Ещё один веский повод надираться почаще.

– Эй, а он мне там не наблюёт? – Не шибко-то вежливо спросил таксист, когда бармен помог моей туше опуститься на заднее сидение.

– Эй, вапще-т я здесь. И сам мгу отвчать за свои слва.

– Я вижу. – Буркнул мужчина, пристально рассматривая меня в зеркале заднего вида. Спорил сам с собой, брать меня или выкинуть обратно на улицу. Вот я и стал тем самым пассажиром, от которого шарахаются все таксисты и кого выволакивают под мышки бармены. – Куда едем?

– Домой.

– А можно поконкретнее?

Умеют же люди залезть в самую душу! Где он теперь, мой дом? Уж точно не на съёмной квартире в Квебеке, куда я не мог вернуться, и не в родительском доме, куда я хотел бы вернуться, но куда меня не пускали. Не в нашем с Вэлери уютном гнёздышке – не осталось больше «нашего с Вэлери». Только она и полуголый кретин в трусах «Армани» на резинках и с фингалом от моего кулака. Потому я назвал адрес новой квартиры, к которой ещё не привык и не знал, привыкну ли хоть когда-нибудь.

– Проспись, дружище. – По-братски хлопнул меня по плечу бармен, закрывая дверь. – Надеюсь, ты завтра не вспомнишь ни этот день, ни свою Вэлери…

И дверь захлопнулась перед моим носом.

Вэлери? Неужели я болтал о ней? Точно! Вэлери! Я ведь собирался позвонить ей ещё там, в баре. Но мой телефон упрыгал куда-то. Я извлёк какой-то гортанный звук вперемежку с отрыжкой, но водитель лишь покачал головой на мои ужасные манеры.

– Телфон!

Пальцы нашли ручку и потянули на себя. Дверь приоткрылась, таксист закричал, а затем и я, ведь снаружи уже вовсю мелькал асфальт.

– Мать твою! Решил прогуляться? – Грубо отругал меня водитель, но не высадил за пьяные проделки. По виду, по крайней мере, тому двоящемуся виду, что открывался передо мной, парень-то этот матёрый, и я – не первый пропойца в его салоне. И даже не последний.
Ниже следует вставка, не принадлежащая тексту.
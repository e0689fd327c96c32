use anyhow::{Context, Result};
use std::sync::Arc;
use std::time::Duration;

use crate::config::Config;
use crate::generation::{GenerationBackend, OllamaClient};
use crate::retrieval::{TranscriptSource, YtDlpSource};
use crate::summary::{SummaryConfig, SummaryPipeline, TranscriptArchive};

/// Shared application state for HTTP handlers
#[derive(Clone)]
pub struct AppState {
    /// Loaded service configuration (defaults for requests)
    pub config: Arc<Config>,

    /// Generation backend, also queried for available models
    pub backend: Arc<dyn GenerationBackend>,

    /// Runs summarization requests
    pub pipeline: SummaryPipeline,
}

impl AppState {
    pub fn new(
        config: Config,
        source: Arc<dyn TranscriptSource>,
        backend: Arc<dyn GenerationBackend>,
    ) -> Self {
        let archive = TranscriptArchive::new(&config.transcripts.dir);
        let pipeline = SummaryPipeline::new(
            source,
            Arc::clone(&backend),
            archive,
            SummaryConfig::from(&config),
        );

        Self {
            config: Arc::new(config),
            backend,
            pipeline,
        }
    }

    /// Wire up the yt-dlp source and the Ollama client from configuration
    pub fn from_config(config: Config) -> Result<Self> {
        let backend = OllamaClient::new(
            &config.generation.base_url,
            Duration::from_secs(config.generation.timeout_secs),
        )
        .context("Failed to create generation client")?;

        let source = YtDlpSource::new(
            config.transcripts.yt_dlp_binary.clone(),
            config.transcripts.dir.clone(),
            Duration::from_secs(config.transcripts.retrieval_timeout_secs),
        );

        Ok(Self::new(config, Arc::new(source), Arc::new(backend)))
    }
}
Я даже не почувствовал, как мы тронулись, но не стал просить водителя вернуться. Мало ли сколько мы проехали? Может, я уже на другом конце Чикаго или вовсе меня везут в лес, чтобы разделаться и запихать по пакетам. Но я настолько ненавидел себя и свою жизнь в этот момент, что сам бы помог раскрыть эти пакеты своему убийце, чтобы принести хоть какую-то пользу.

– А можшь дать пвзонить?

Мне отчаянно понадобилось поговорить с Вэлери. Высказать ей всё то, что наболело и всё то, что я не высказал в нашу последнюю встречу. Я ведь поступил как всегда: взорвался громом и молниями, нахлестал её новому типу по скулам, и сбежал куда подальше. Я всегда бегал от проблем, но теперь, с моим-то коленом, с пробежками придётся завязать. Да и бежать-то уже некуда.

Вернулся я в нашу квартиру за вещами, когда была уверен, что больше не столкнусь ни с любимой девушкой, ни с парнем, который эту любовь растоптал. Прямо на нашей кровати с простынями с пальмовыми листьями. Вэлери уходила из дома в девять, так что я подкатил свой пикап к дому ровно через минуту, а минут через десять уже выносил всё непосильно нажитое имущество прочь.

– Прости, чувак. – Поджал губы водитель. – Но я не доверю тебе свой телефон. Да и тебе сейчас бы отоспаться. Поверь, в таком состоянии лучше не звонить бывшим.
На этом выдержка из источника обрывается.